Two dimensions? We laugh at two dimensions!
So this all looks like you could organise it with companies on top, since there'll be a limited amount of companies. Maybe you can put the companies in tabs or something, you think.
But wait a minute: could there be more dimensions involved? Sure: women and men products. Someone could be looking for women shoes, or male Nike products. So now we have a three dimensional matrix to deal with, which gives us 9 possible organisations for the hierarchy we're trying to build. Feeling lost yet?
This is were we have to start thinking about our users. There are lots of ways to organise this hierarchy, which one would be most beneficial to the user? An IA with unlimited resources would of course have a detailed task analysis to her disposal, but you don't. Oh well.

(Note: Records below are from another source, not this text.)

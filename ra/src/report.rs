//! Markdown analysis report
//!
//! The summary document embeds the aggregate numbers, the global top-10
//! words, and references to the chart images. Charts are best-effort; the
//! references are written either way so the reader knows where to look.

use chrono::Local;

use crate::analyzer::AnalysisResult;
use crate::tokenize::DEFAULT_TOP_N;

/// Directory where analysis artifacts are written
pub const STATS_DIR: &str = "statistics";

/// Trend chart artifact name
pub const TREND_CHART: &str = "trend_chart.png";

/// Word cloud artifact name
pub const WORD_CLOUD: &str = "word_cloud.png";

/// Render the Markdown analysis report
pub fn render_markdown(result: &AnalysisResult, generated_at: &str) -> String {
    let mut report = format!(
        "# Report analysis\nGenerated: {generated_at}\n\n\
         ## Overall statistics\n\
         - Reports: {}\n\
         - Total characters: {}\n\
         - Average characters: {:.2}\n\n\
         ## Top words (Top {DEFAULT_TOP_N})\n",
        result.report_count, result.total_chars, result.average_chars,
    );

    for (word, freq) in result.top_words(DEFAULT_TOP_N) {
        report.push_str(&format!("- {word}: {freq}\n"));
    }

    report.push_str(&format!(
        "\n## Charts\n\
         1. Length trend: {STATS_DIR}/{TREND_CHART}\n\
         2. Word cloud: {STATS_DIR}/{WORD_CLOUD}\n\n\
         ## Conclusions\n\
         1. The length trend shows how detailed the reports have been over time\n\
         2. The top words reflect the main areas of work\n\
         3. The charts give a visual read on how report quality evolves\n"
    ));

    report
}

/// Output file name for today's analysis report
pub fn report_filename() -> String {
    format!("analysis_report_{}.md", Local::now().format("%Y%m%d"))
}
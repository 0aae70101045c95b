//! Configuration types and loading
//!
//! One JSON file (`config.json` in the working directory) drives both the
//! generator and the analyzer. Missing or corrupt configuration falls back
//! to hardcoded defaults with a warning - it is never fatal.

use std::collections::BTreeMap;
use std::fs;
use std::path::{Path, PathBuf};

use eyre::{Context, Result};
use serde::{Deserialize, Serialize};

/// Default config file name, resolved against the working directory
pub const CONFIG_FILE: &str = "config.json";

/// Main configuration
#[derive(Debug, Clone, Serialize, Deserialize)]
#[serde(default)]
pub struct Config {
    /// Directory containing template files
    pub templates_dir: String,

    /// Directory where rendered reports are written
    pub reports_dir: String,

    /// File holding previous answers, keyed by user and template
    pub history_file: String,

    /// Extension appended to generated report files
    pub file_format: String,

    /// strftime-style format for dates stamped into reports and history
    pub date_format: String,

    /// Declared encoding for template and report files (only utf-8 is read)
    pub default_encoding: String,

    /// Render a PDF artifact next to every report
    pub export_pdf: bool,

    /// Selectable template types, keyed by type name
    pub template_settings: BTreeMap<String, TemplateSettings>,

    /// Interactive UI settings
    pub ui_settings: UiSettings,
}

impl Default for Config {
    fn default() -> Self {
        Self {
            templates_dir: "templates".to_string(),
            reports_dir: "reports".to_string(),
            history_file: "history.json".to_string(),
            file_format: ".txt".to_string(),
            date_format: "%Y-%m-%d".to_string(),
            default_encoding: "utf-8".to_string(),
            export_pdf: false,
            template_settings: BTreeMap::new(),
            ui_settings: UiSettings::default(),
        }
    }
}

/// One selectable template type
#[derive(Debug, Clone, Default, Serialize, Deserialize)]
#[serde(default)]
pub struct TemplateSettings {
    /// Template file name under `templates_dir`
    pub default_template: String,

    /// Display name shown in the selector menu
    pub name: String,

    /// One-line description shown in the selector menu
    pub description: String,
}

/// Interactive UI settings
#[derive(Debug, Clone, Serialize, Deserialize)]
#[serde(default)]
pub struct UiSettings {
    /// Character repeated to draw the preview separator rule
    pub preview_separator: String,
}

impl Default for UiSettings {
    fn default() -> Self {
        Self {
            preview_separator: "=".to_string(),
        }
    }
}

impl Config {
    /// Load configuration with fallback to defaults
    ///
    /// Tries the explicit path if given, otherwise `./config.json`. Any read
    /// or parse failure logs a warning and yields the default configuration.
    pub fn load(config_path: Option<&PathBuf>) -> Self {
        let path = config_path
            .cloned()
            .unwrap_or_else(|| PathBuf::from(CONFIG_FILE));

        match Self::load_from_file(&path) {
            Ok(config) => config,
            Err(e) => {
                tracing::warn!("Failed to load config from {}: {e}. Using defaults", path.display());
                Self::default()
            }
        }
    }

    fn load_from_file<P: AsRef<Path>>(path: P) -> Result<Self> {
        let content = fs::read_to_string(&path).context("Failed to read config file")?;

        let config: Self = serde_json::from_str(&content).context("Failed to parse config file")?;

        tracing::info!("Loaded config from: {}", path.as_ref().display());
        Ok(config)
    }

    /// Create the templates and reports directories if they are missing
    pub fn ensure_directories(&self) -> Result<()> {
        for dir in [&self.templates_dir, &self.reports_dir] {
            fs::create_dir_all(dir).context(format!("Failed to create directory {dir}"))?;
        }
        Ok(())
    }
}
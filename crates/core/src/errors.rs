use thiserror::Error;

use crate::domain::profile::FieldKind;

#[derive(Clone, Debug, Error, PartialEq, Eq)]
pub enum DomainError {
    #[error("field name must not be blank")]
    BlankFieldName,
    #[error("field '{name}' is reserved and cannot be edited")]
    ReservedField { name: String },
    #[error("field '{name}' holds {actual}, not {expected}")]
    FieldKindMismatch { name: String, expected: FieldKind, actual: FieldKind },
    #[error("user id must not be blank")]
    BlankUserId,
    #[error("message must not be blank")]
    BlankMessage,
}

#[derive(Clone, Debug, Error, PartialEq, Eq)]
pub enum ApplicationError {
    #[error(transparent)]
    Domain(#[from] DomainError),
    #[error("profile store failure: {0}")]
    Store(String),
    #[error("agent runtime failure: {0}")]
    AgentRuntime(String),
    #[error("configuration failure: {0}")]
    Configuration(String),
}

#[derive(Clone, Debug, Error, PartialEq, Eq)]
pub enum InterfaceError {
    #[error("bad request: {message}")]
    BadRequest { message: String, correlation_id: String },
    #[error("service unavailable: {message}")]
    ServiceUnavailable { message: String, correlation_id: String },
    #[error("internal error: {message}")]
    Internal { message: String, correlation_id: String },
}

impl InterfaceError {
    pub fn user_message(&self) -> &'static str {
        match self {
            Self::BadRequest { .. } => {
                "The request could not be processed. Check inputs and try again."
            }
            Self::ServiceUnavailable { .. } => {
                "The service is temporarily unavailable. Please retry shortly."
            }
            Self::Internal { .. } => "An unexpected internal error occurred.",
        }
    }

    /// Internal detail for logs. Never serialized to clients.
    pub fn diagnostic(&self) -> &str {
        match self {
            Self::BadRequest { message, .. }
            | Self::ServiceUnavailable { message, .. }
            | Self::Internal { message, .. } => message,
        }
    }

    pub fn correlation_id(&self) -> &str {
        match self {
            Self::BadRequest { correlation_id, .. }
            | Self::ServiceUnavailable { correlation_id, .. }
            | Self::Internal { correlation_id, .. } => correlation_id,
        }
    }
}

impl ApplicationError {
    pub fn into_interface(self, correlation_id: impl Into<String>) -> InterfaceError {
        let correlation_id = correlation_id.into();
        let mut mapped = InterfaceError::from(self);
        match &mut mapped {
            InterfaceError::BadRequest { correlation_id: id, .. }
            | InterfaceError::ServiceUnavailable { correlation_id: id, .. }
            | InterfaceError::Internal { correlation_id: id, .. } => *id = correlation_id,
        }
        mapped
    }
}

impl From<ApplicationError> for InterfaceError {
    fn from(value: ApplicationError) -> Self {
        match value {
            ApplicationError::Domain(error) => Self::BadRequest {
                message: error.to_string(),
                correlation_id: "unassigned".to_owned(),
            },
            ApplicationError::Store(message) | ApplicationError::AgentRuntime(message) => {
                Self::ServiceUnavailable { message, correlation_id: "unassigned".to_owned() }
            }
            ApplicationError::Configuration(message) => {
                Self::Internal { message, correlation_id: "unassigned".to_owned() }
            }
        }
    }
}
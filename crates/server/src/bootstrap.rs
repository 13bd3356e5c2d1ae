use std::sync::Arc;

use tailor_agent::{AgentRuntime, LlmError, OpenAiChatModel};
use tailor_core::config::{AppConfig, ConfigError, LoadOptions};
use tailor_db::repositories::{ProfileRepository, SqlProfileRepository};
use tailor_db::{connect_with_settings, migrations, DbPool};
use thiserror::Error;
use tracing::info;

use crate::auth::{AuthError, AuthVerifier};

pub struct Application {
    pub config: AppConfig,
    pub db_pool: DbPool,
    pub store: Arc<dyn ProfileRepository>,
    pub runtime: Arc<AgentRuntime>,
    pub verifier: AuthVerifier,
}

#[derive(Debug, Error)]
pub enum BootstrapError {
    #[error(transparent)]
    Config(#[from] ConfigError),
    #[error("database connection failed: {0}")]
    DatabaseConnect(#[source] sqlx::Error),
    #[error("database migration failed: {0}")]
    Migration(#[source] sqlx::migrate::MigrateError),
    #[error("auth verifier initialization failed: {0}")]
    Auth(#[source] AuthError),
    #[error("model client initialization failed: {0}")]
    ModelClient(#[source] LlmError),
}

pub async fn bootstrap(options: LoadOptions) -> Result<Application, BootstrapError> {
    let config = AppConfig::load(options)?;
    bootstrap_with_config(config).await
}

/// Builds every service handle the server needs, in dependency order. Any
/// failure aborts startup with a diagnostic naming the component.
pub async fn bootstrap_with_config(config: AppConfig) -> Result<Application, BootstrapError> {
    info!(
        event_name = "system.bootstrap.start",
        correlation_id = "bootstrap",
        "starting application bootstrap"
    );

    let db_pool = connect_with_settings(
        &config.database.url,
        config.database.max_connections,
        config.database.timeout_secs,
    )
    .await
    .map_err(BootstrapError::DatabaseConnect)?;
    info!(
        event_name = "system.bootstrap.database_connected",
        correlation_id = "bootstrap",
        "database connection established"
    );

    migrations::run_pending(&db_pool).await.map_err(BootstrapError::Migration)?;
    info!(
        event_name = "system.bootstrap.migrations_applied",
        correlation_id = "bootstrap",
        "database migrations applied"
    );

    let verifier = AuthVerifier::from_config(&config.auth).await.map_err(BootstrapError::Auth)?;
    info!(
        event_name = "system.bootstrap.auth_ready",
        correlation_id = "bootstrap",
        mode = ?config.auth.mode,
        "auth verifier initialized"
    );

    let model = OpenAiChatModel::new(&config.llm).map_err(BootstrapError::ModelClient)?;
    let store: Arc<dyn ProfileRepository> = Arc::new(SqlProfileRepository::new(db_pool.clone()));
    let runtime =
        Arc::new(AgentRuntime::new(Arc::new(model), store.clone(), config.llm.max_tool_rounds));
    info!(
        event_name = "system.bootstrap.agent_ready",
        correlation_id = "bootstrap",
        provider = ?config.llm.provider,
        model = %config.llm.model,
        "agent runtime initialized"
    );

    Ok(Application { config, db_pool, store, runtime, verifier })
}

#[cfg(test)]
mod tests {
    use tailor_core::config::{AuthMode, ConfigOverrides, LoadOptions};
    use tailor_core::domain::profile::{ListField, ListTarget, Profile, UserId};

    use crate::bootstrap::bootstrap;

    #[tokio::test]
    async fn bootstrap_fails_fast_when_jwks_mode_lacks_an_issuer() {
        let result = bootstrap(LoadOptions {
            overrides: ConfigOverrides {
                database_url: Some("sqlite::memory:".to_string()),
                auth_mode: Some(AuthMode::Jwks),
                ..ConfigOverrides::default()
            },
            ..LoadOptions::default()
        })
        .await;

        assert!(result.is_err());
        let message = result.err().expect("error").to_string();
        assert!(message.contains("auth.issuer"));
    }

    #[tokio::test]
    async fn integration_smoke_covers_startup_schema_and_profile_path() {
        let app = bootstrap(valid_overrides("sqlite::memory:?cache=shared"))
            .await
            .expect("bootstrap should succeed with valid overrides");

        let (table_count,): (i64,) = sqlx::query_as(
            "SELECT COUNT(*) FROM sqlite_master WHERE type = 'table' AND name = 'profile'",
        )
        .fetch_one(&app.db_pool)
        .await
        .expect("expected profile table to be available after bootstrap");
        assert_eq!(table_count, 1, "bootstrap should expose the profile table");

        let user = UserId("smoke@example.com".to_string());
        let mut profile = Profile::empty(user.clone());
        profile.add_to_list(&ListTarget::Known(ListField::Skills), "Rust");
        app.store.save(profile).await.expect("save profile");

        let loaded =
            app.store.find_by_id(&user).await.expect("find profile").expect("record exists");
        assert_eq!(loaded.skills, vec!["Rust"]);

        app.db_pool.close().await;
    }

    fn valid_overrides(database_url: &str) -> LoadOptions {
        LoadOptions {
            overrides: ConfigOverrides {
                database_url: Some(database_url.to_string()),
                ..ConfigOverrides::default()
            },
            ..LoadOptions::default()
        }
    }
}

would a user be looking for an Adidas shoe? Or for a male sporting shoe? There's no way for you to know, so how do you find out? You ask the client, who hopefully knows his business. Maybe you try asking their salespeople, they should have experience with this.
The salespeople you talk to all tell you women always look by color, and men tend to look by brand. Cool.
You go home and cry on your significant other's shoulder, because your research has just introduced another dimension. Color.
A Four Dimensional Matrix
And there you are, stuck with a four dimensional matrix. What's a poor IA to do?
But when the going get's tough, the tough get rough. They give you a four dimensional matrix, you just pull out your users again. (By the way, more dimensions are imaginable: price, size, ... you name it. But we'll stick with these three for now. Yes, thank me later.)
You learned that women always shop by color, and men shop by brand (this is just an example, by the way). So you're going to assume for a minute that this is true for web shopping behaviour as well. Maybe you can divide the hierarchy into male and female shopping behaviour at the top? A "task driven" top level, as an IA would say when she wants to impress clients.
Or maybe you could make a funky navigation scheme that let's users choose from a few dropdowns and directs them to the correct node in our multidimensional matrix? The dropdowns could be actively adjusting to each other, so they would always only show appropriate choices, depending on the choices you already made. You asked your programmers, some funky DHTML can do that.
But wait a minute, what's that nagging voice in the back of your head? Is it trying to tell you something? It's waving its arms, flipping its legs and it's saying something, speaking some strange language...
... eh ...
... Swedish? Then you realise: of course, it's Jakob Nielsen telling you to Keep It Simple Stupid. Darn!
Back to the Drawing Board
Ok, you sit down again, and see where you stand. You've looked at the subject from a multidimensional angle, and you've learned how your users think. Now how can you present that in a simple navigation that will make sense for them?
Maybe on the homepage you can divide surfers in the male-female split, and design a different hierarchy for both? You'd have to test it though, to make sure it isn't too confusing. You usually want hierarchies to be exclusive (e.g. an item only shows up in one place in the hierarchy), so when using two hierarchies do they need to be exclusive as well? Could you come up with one hierarchy that fits that top level task oriented division?
Many questions, and I'm going to leave you to it. I've got work of my own to do. Remember, it takes work to build decent hierarchies and navigation schemes. And once you've come up with something, test early and often, with real users. Good luck.